As some countries start to loosen preventative measures put in place against the spread of coronavirus, the need for a vaccine is becoming glaringly obvious for any hope of returning to some semblance of the lives we had before.
It’s an abrupt return to the first half of the 20th century, when cures for infectious diseases, like smallpox and polio, were a kind of worldwide holy grail for scientists and ordinary families alike. The difference today is that an ever more connected planet has allowed the virus to spread at an unrivaled speed — the good news is that the race to find a vaccine is also moving faster than ever.
Until Jonas Salk and his team at the University of Pittsburgh discovered the vaccine for polio 65 years ago this month, the disease had ravaged the planet for more than four decades, infecting some 600,000 people annually. The response to polio wasn’t so different from what we’re seeing today, with the rolling closures of non-essential public spaces and schools amid flare-ups, as well as the separation of infected individuals from the rest of society. While Salk’s polio vaccine took more than seven years of research and development, with technological advancements and global collaboration, scientists today are fixing to have their remedies ready and tested in a matter of months rather than decades.
Since the complete sequence of the novel coronavirus genome was published on January 11 by doctors working in Wuhan, the assumed epicenter of the outbreak, infectious disease experts worldwide have been working in collaboration to crack the code of the virus as quickly as possible. Because COVID-19 shares genetic similarities with other coronaviruses, like SARS-CoV-1 and MERS-CoV, scientists have already had a headstart working on a vaccines, which may significantly shorten the timespan from having the genetic sequence to having sample vaccines ready to be tested.
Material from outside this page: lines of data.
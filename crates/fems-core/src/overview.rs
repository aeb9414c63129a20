//! Multi-resource page loads
//!
//! Each slot resolves on its own; one failed fetch never hides the others.

use fems_client::{ApiFailure, ApiResult, ListPage};

/// Home dashboard data.
#[derive(Debug, Clone)]
pub struct Overview {
    pub plots: ApiResult<ListPage>,
    pub crops: ApiResult<ListPage>,
    pub crop_plans: ApiResult<ListPage>,
    pub tasks: ApiResult<ListPage>,
}

impl Overview {
    pub fn failures(&self) -> Vec<(&'static str, &ApiFailure)> {
        collect_failures([
            ("plots", &self.plots),
            ("crops", &self.crops),
            ("crop plans", &self.crop_plans),
            ("tasks", &self.tasks),
        ])
    }

    /// Rows for a slot, empty when that fetch failed.
    pub fn rows_or_empty(slot: &ApiResult<ListPage>) -> &[serde_json::Value] {
        slot.as_ref().map(|page| page.rows.as_slice()).unwrap_or(&[])
    }
}

/// Marketplace page data.
#[derive(Debug, Clone)]
pub struct MarketBoard {
    pub wholesalers: ApiResult<ListPage>,
    pub market_prices: ApiResult<ListPage>,
    pub crops: ApiResult<ListPage>,
}

impl MarketBoard {
    pub fn failures(&self) -> Vec<(&'static str, &ApiFailure)> {
        collect_failures([
            ("wholesalers", &self.wholesalers),
            ("market prices", &self.market_prices),
            ("crops", &self.crops),
        ])
    }
}

fn collect_failures<'a, const N: usize>(
    slots: [(&'static str, &'a ApiResult<ListPage>); N],
) -> Vec<(&'static str, &'a ApiFailure)> {
    slots
        .into_iter()
        .filter_map(|(label, slot)| slot.as_ref().err().map(|failure| (label, failure)))
        .collect()
}
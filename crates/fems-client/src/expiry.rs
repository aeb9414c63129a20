//! Session-end policy
//!
//! Any 401/403 anywhere, or an explicit logout, clears the session and
//! sends the user to sign-in. The interpreter only classifies; listeners
//! registered on `ApiClient` carry out the reaction.

use std::sync::Arc;

use tokio::sync::watch;

use fems_session::SessionStore;

use crate::interpreter::ApiFailure;

/// Entry point for signing in again.
pub const SIGN_IN_ROUTE: &str = "/auth/signin";

/// Why the session is ending.
#[derive(Debug, Clone, Copy)]
pub enum SessionEnd<'a> {
    Logout,
    Unauthorized(&'a ApiFailure),
}

pub trait SessionListener: Send + Sync {
    fn on_session_end(&self, event: SessionEnd<'_>);
}

impl<F> SessionListener for F
where
    F: Fn(SessionEnd<'_>) + Send + Sync,
{
    fn on_session_end(&self, event: SessionEnd<'_>) {
        self(event)
    }
}

/// Moves the UI to a route. Repeated calls with the same route must be safe.
pub trait Navigator: Send + Sync {
    fn navigate(&self, route: &str);
}

/// Navigator that publishes the latest requested route.
///
/// A UI shell holds a receiver and follows changes; several redirects in a
/// row collapse into the last one.
#[derive(Debug, Clone)]
pub struct NavigationChannel {
    tx: Arc<watch::Sender<Option<String>>>,
}

impl NavigationChannel {
    pub fn new() -> Self {
        let (tx, _rx) = watch::channel(None);
        Self { tx: Arc::new(tx) }
    }

    pub fn subscribe(&self) -> watch::Receiver<Option<String>> {
        self.tx.subscribe()
    }

    pub fn current(&self) -> Option<String> {
        self.tx.borrow().clone()
    }
}

impl Default for NavigationChannel {
    fn default() -> Self {
        Self::new()
    }
}

impl Navigator for NavigationChannel {
    fn navigate(&self, route: &str) {
        self.tx.send_replace(Some(route.to_string()));
    }
}

/// Default listener: clear the session, then redirect to sign-in.
pub struct SessionExpiry {
    session: SessionStore,
    navigator: Arc<dyn Navigator>,
}

impl SessionExpiry {
    pub fn new(session: SessionStore, navigator: Arc<dyn Navigator>) -> Self {
        Self { session, navigator }
    }
}

impl SessionListener for SessionExpiry {
    fn on_session_end(&self, event: SessionEnd<'_>) {
        match event {
            SessionEnd::Unauthorized(failure) => {
                tracing::warn!(status = ?failure.status, "Authorization rejected, ending session");
            }
            SessionEnd::Logout => tracing::info!("Logging out"),
        }

        // A second clear on an empty session is a no-op
        if let Err(e) = self.session.clear_session() {
            tracing::error!("Failed to persist cleared session: {}", e);
        }
        self.navigator.navigate(SIGN_IN_ROUTE);
    }
}

#[cfg(test)]
mod tests {
    use super::*;
    use crate::interpreter::FailureKind;
    use fems_session::Profile;
    use fems_storage::Database;
    use serde_json::json;

    fn unauthorized() -> ApiFailure {
        ApiFailure {
            kind: FailureKind::Unauthorized,
            status: Some(401),
            message: "Invalid token".to_string(),
            data: json!({"message": "Invalid token"}),
        }
    }

    #[test]
    fn test_expiry_clears_and_redirects() {
        let session = SessionStore::open(Database::open_in_memory().unwrap()).unwrap();
        session.establish("jwt", Profile::default()).unwrap();
        let navigation = NavigationChannel::new();
        let expiry = SessionExpiry::new(session.clone(), Arc::new(navigation.clone()));

        let failure = unauthorized();
        expiry.on_session_end(SessionEnd::Unauthorized(&failure));

        assert!(!session.is_authenticated());
        assert_eq!(navigation.current().as_deref(), Some(SIGN_IN_ROUTE));
    }

    #[test]
    fn test_repeated_expiry_is_harmless() {
        let session = SessionStore::open(Database::open_in_memory().unwrap()).unwrap();
        session.establish("jwt", Profile::default()).unwrap();
        let navigation = NavigationChannel::new();
        let mut rx = navigation.subscribe();
        let expiry = SessionExpiry::new(session.clone(), Arc::new(navigation.clone()));

        let failure = unauthorized();
        expiry.on_session_end(SessionEnd::Unauthorized(&failure));
        expiry.on_session_end(SessionEnd::Unauthorized(&failure));
        expiry.on_session_end(SessionEnd::Logout);

        assert!(!session.is_authenticated());
        assert!(rx.has_changed().unwrap());
        assert_eq!(rx.borrow_and_update().as_deref(), Some(SIGN_IN_ROUTE));
    }

    #[test]
    fn test_closures_are_listeners() {
        let seen = Arc::new(parking_lot::Mutex::new(Vec::new()));
        let sink = Arc::clone(&seen);
        let listener = move |event: SessionEnd<'_>| {
            let label = match event {
                SessionEnd::Logout => "logout".to_string(),
                SessionEnd::Unauthorized(f) => format!("unauthorized:{:?}", f.status),
            };
            sink.lock().push(label);
        };

        let failure = unauthorized();
        listener.on_session_end(SessionEnd::Unauthorized(&failure));
        listener.on_session_end(SessionEnd::Logout);

        assert_eq!(
            *seen.lock(),
            vec!["unauthorized:Some(401)".to_string(), "logout".to_string()]
        );
    }
}
use std::sync::Arc;

use anyhow::Context;

use crate::cli::CommandArgs;
use crate::services::{platform_terminator, Orchestrator, SystemInventory};
use crate::store::JsonFileStore;

pub struct AppStateInner {
    pub orchestrator: Orchestrator,
}

pub type AppState = Arc<AppStateInner>;

pub fn new_state(args: &CommandArgs) -> anyhow::Result<AppState> {
    let store = JsonFileStore::open(&args.store)
        .with_context(|| format!("failed to open process store {}", args.store.display()))?;
    log::info!("Using process store {}", store.path().display());

    let orchestrator = Orchestrator::new(
        Arc::new(store),
        Arc::new(SystemInventory::new()),
        platform_terminator(),
        args.settings(),
    );

    Ok(Arc::new(AppStateInner { orchestrator }))
}
use std::io;
use std::process::{Command, Stdio};

use super::Terminator;

/// Windows 实现：taskkill 请求关闭，taskkill /F 强制结束
#[derive(Debug, Default, Clone, Copy)]
pub struct TaskkillTerminator;

impl TaskkillTerminator {
    fn taskkill(pid: u32, force: bool) -> io::Result<()> {
        let pid_string = pid.to_string();
        let mut command = Command::new("taskkill");
        command.args(["/PID", &pid_string, "/T"]);
        if force {
            command.arg("/F");
        }

        let status = command
            .stdin(Stdio::null())
            .stdout(Stdio::null())
            .stderr(Stdio::null())
            .status()?;

        // 128: 找不到进程
        if status.success() || status.code() == Some(128) {
            Ok(())
        } else {
            Err(io::Error::new(
                io::ErrorKind::Other,
                format!("taskkill exited with {status} for PID {pid}"),
            ))
        }
    }
}

impl Terminator for TaskkillTerminator {
    fn request_stop(&self, pid: u32) -> io::Result<()> {
        Self::taskkill(pid, false)
    }

    fn force_kill(&self, pid: u32) -> io::Result<()> {
        Self::taskkill(pid, true)
    }
}
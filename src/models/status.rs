use chrono::{DateTime, SecondsFormat, Utc};
use serde::Serialize;

use crate::models::ProcessDefinition;

/// 进程的即时状态，每次请求重新计算
#[derive(Debug, Clone, PartialEq, Eq, Serialize)]
pub struct ProcessStatus {
    pub running: bool,
    /// 仅在配置了端口时存在
    #[serde(skip_serializing_if = "Option::is_none")]
    pub port_open: Option<bool>,
    #[serde(skip_serializing_if = "Option::is_none")]
    pub start_time: Option<String>,
    #[serde(skip_serializing_if = "Option::is_none")]
    pub end_time: Option<String>,
    #[serde(skip_serializing_if = "Option::is_none")]
    pub current_uptime_seconds: Option<i64>,
    #[serde(skip_serializing_if = "Option::is_none")]
    pub last_uptime_seconds: Option<i64>,
}

impl ProcessStatus {
    /// 根据进程配置和实时观测结果计算状态
    ///
    /// 两个运行时长字段最多只会有一个：运行中返回当前运行时长，
    /// 否则返回上一次运行的时长
    pub fn compute(
        definition: &ProcessDefinition,
        running: bool,
        port_open: Option<bool>,
        now: DateTime<Utc>,
    ) -> Self {
        let port_open = definition.port.and(port_open);

        let (current_uptime_seconds, last_uptime_seconds) =
            match (running, definition.start_time, definition.end_time) {
                (true, Some(start), _) => (Some((now - start).num_seconds().max(0)), None),
                (false, Some(start), Some(end)) => (None, Some((end - start).num_seconds().max(0))),
                _ => (None, None),
            };

        Self {
            running,
            port_open,
            start_time: definition.start_time.map(format_timestamp),
            end_time: definition.end_time.map(format_timestamp),
            current_uptime_seconds,
            last_uptime_seconds,
        }
    }
}

fn format_timestamp(ts: DateTime<Utc>) -> String {
    ts.to_rfc3339_opts(SecondsFormat::Secs, true)
}
use std::path::PathBuf;
use std::time::Duration;

use clap::Parser;

use crate::services::{EscalationPolicy, OrchestratorSettings};

/// Server Agent - 按顺序启动/停止游戏服务器进程
#[derive(Parser, Debug)]
#[command(author, version, about, long_about = None)]
pub struct CommandArgs {
    /// 监听端口
    #[arg(short, long, env = "PORT", default_value_t = 8080)]
    pub port: u16,

    /// 监听地址
    #[arg(short = 'a', long, env = "ADDRESS", default_value = "0.0.0.0")]
    pub address: String,

    /// 进程配置文件（JSON），不存在时自动创建
    #[arg(short, long, env = "STORE_PATH", default_value = "server-processes.json")]
    pub store: PathBuf,

    /// 等待进程就绪的超时时间（秒）
    #[arg(long, env = "READINESS_TIMEOUT_SECS", default_value_t = 60)]
    pub readiness_timeout_secs: u64,

    /// 就绪检查间隔（秒）
    #[arg(long, env = "READINESS_INTERVAL_SECS", default_value_t = 2)]
    pub readiness_interval_secs: u64,

    /// 发送终止请求后等待退出的时间（秒）
    #[arg(long, env = "GRACE_PERIOD_SECS", default_value_t = 5)]
    pub grace_period_secs: u64,

    /// 强制结束后等待退出的时间（秒）
    #[arg(long, env = "KILL_WAIT_SECS", default_value_t = 2)]
    pub kill_wait_secs: u64,
}

impl CommandArgs {
    pub fn settings(&self) -> OrchestratorSettings {
        OrchestratorSettings {
            readiness_timeout: Duration::from_secs(self.readiness_timeout_secs),
            readiness_interval: Duration::from_secs(self.readiness_interval_secs.max(1)),
            escalation: EscalationPolicy {
                grace_period: Duration::from_secs(self.grace_period_secs),
                kill_wait: Duration::from_secs(self.kill_wait_secs),
            },
        }
    }
}
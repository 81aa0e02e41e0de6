pub mod lifecycle;
pub mod process;
pub mod status;

pub use lifecycle::{Lifecycle, LifecycleEvent, LifecycleState};
pub use process::{sort_by_sequence, ProcessDefinition, ProcessInfo, ProcessSpec, SequenceUpdate};
pub use status::ProcessStatus;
Currently, there are more than 70 coronavirus vaccines in various stages of development around the world, according to the World Health Organisation. One biotech firm in the U.S., Moderna, began its first round of vaccine testing on volunteers in March and expects to be ready to enter the next phase of testing before summer.
One of the largest trials currently underway at the University of Oxford has over 500 volunteers set to be tested by mid-May. This could possibly pave the way for a vaccine to be ready for mass production by autumn of next year, significantly less than the original estimate of 12-18 months.
But there is still too little reliable information about COVID-19 for optimism, says Jean-Laurent Casanova, a French infectious disease researcher, who has begun clinical trials to determine the genetic factors that influence the response to the coronavirus. “There are so many unknowns in the immunity response. For example, we don’t even know if the antibodies that appear after the infection are protectors (against the virus),” Casanova told Le Monde.
But, as we wait impatiently for life to start back up again, it’s important to remember that speed isn’t the only virtue we need for our coronavirus vaccine. Dr. Jonas Salk’s son, who six decades ago was one of the very first children to be tested with his father’s polio vaccine, is now the 75-year-old president of the Jonas Salk Legacy Foundation and a visiting professor of infectious disease and microbiology at the University of Pittsburgh.
Peter Salk told the Pittsburgh Post Gazette that he’s been encouraged by the massive worldwide collaboration that has kicked in for the hunt for a COVID-19 vaccine. But he also But he also said introducing new vaccines to the wider public requires scientific rigor. “We have to go as quickly as we can but we have to go cautiously. We shouldn’t introduce a vaccine that came through just a basic clinical trial.” Safety matters, and so too does staying power. Or as his father taught us, it’s the difference between discovering a vaccine and the vaccine.